A hypocarnivore is an animal that consumes less than 30% meat for its diet, the majority of which consists of fungi, fruits, and other plant material. Examples of living hypocarnivores are the grizzly bear (Ursus arctos horribilis), black bear (Ursus americanus), binturong (Arctictis binturong) and kinkajou (Potos flavus).
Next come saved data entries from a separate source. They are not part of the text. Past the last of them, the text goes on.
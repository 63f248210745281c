use chrono::{DateTime, Utc};
use serde::{Deserialize, Serialize};
use sqlx::FromRow;

use crate::{
    errors::AppError,
    models::fields::{FieldMap, required_text, text},
};

#[derive(Debug, Clone, PartialEq, Serialize, Deserialize, FromRow)]
pub struct NewsItem {
    pub id: i32,
    pub title: String,
    pub content: String,
    pub category: Option<String>,
    pub image_url: Option<String>,
    pub published_date: DateTime<Utc>,
}

/// Writable part of a news item. Title and content are mandatory.
#[derive(Debug, Clone, PartialEq)]
pub struct NewsDraft {
    pub title: String,
    pub content: String,
    pub category: Option<String>,
    pub image_url: Option<String>,
}

impl NewsDraft {
    pub fn from_fields(fields: &FieldMap) -> Result<Self, AppError> {
        Ok(Self {
            title: required_text(fields, "title")?,
            content: required_text(fields, "content")?,
            category: text(fields, "category"),
            image_url: text(fields, "image_url"),
        })
    }
}
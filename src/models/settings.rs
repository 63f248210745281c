use serde::{Deserialize, Serialize};
use serde_json::Value;
use std::collections::BTreeMap;

use crate::models::fields::FieldMap;

/// The site-wide singleton record: named string fields, no id.
#[derive(Debug, Clone, Default, PartialEq, Eq, Serialize, Deserialize)]
#[serde(transparent)]
pub struct Settings(pub BTreeMap<String, String>);

impl Settings {
    /// Builds a replacement record from a submitted field map. Null values
    /// are dropped, scalars are kept as text.
    pub fn from_fields(fields: &FieldMap) -> Self {
        let entries = fields
            .iter()
            .filter_map(|(key, value)| {
                let value = match value {
                    Value::String(s) => s.clone(),
                    Value::Number(n) => n.to_string(),
                    Value::Bool(b) => b.to_string(),
                    _ => return None,
                };
                Some((key.clone(), value))
            })
            .collect();
        Self(entries)
    }

    pub fn get(&self, key: &str) -> Option<&str> {
        self.0.get(key).map(String::as_str)
    }

    /// Value for `key`, falling back to `default` when missing or empty.
    pub fn get_or<'a>(&'a self, key: &str, default: &'a str) -> &'a str {
        match self.get(key) {
            Some(value) if !value.is_empty() => value,
            _ => default,
        }
    }

    pub fn set(&mut self, key: impl Into<String>, value: impl Into<String>) {
        self.0.insert(key.into(), value.into());
    }

    pub fn len(&self) -> usize {
        self.0.len()
    }

    pub fn is_empty(&self) -> bool {
        self.0.is_empty()
    }

    pub fn iter(&self) -> impl Iterator<Item = (&String, &String)> {
        self.0.iter()
    }
}

impl FromIterator<(String, String)> for Settings {
    fn from_iter<T: IntoIterator<Item = (String, String)>>(iter: T) -> Self {
        Self(iter.into_iter().collect())
    }
}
== Evolutionary history ==
The evolutionary division of carnivorans into three groups, including hypercarnivore and mesocarnivore, appears to have occurred about 40 million years ago (mya). The term hypocarnivory is used with increasing frequency in describing early Canidae evolution, and reliance upon that survival strategy has a documented history in North American Borophaginae during the Miocene (23.03 to 5.33 mya). Twenty-five species of hypocarnivore are documented as co-occurring on the North American continent 30 mya. A shift from hyper- to hypo- occurred at least three times among Oligocene and Miocene canids Oxetocyon, Phlaocyon, and Cynarctus.

Large hypocarnivores (Ursus) were rare and developed in the mid-to-late Miocene-Pliocene as borophagines became extinct.

== Dentition ==
Examination of dentition shows that post-carnassial molar volume expands with hypocarnivores while decreasing in hypercarnivores. Prohesperocyon (38 mya—33.9 mya) displayed a shift in relative proportion between slicing and grinding functions indicative of a dietary shift away from vertebrate foods to one including fruits.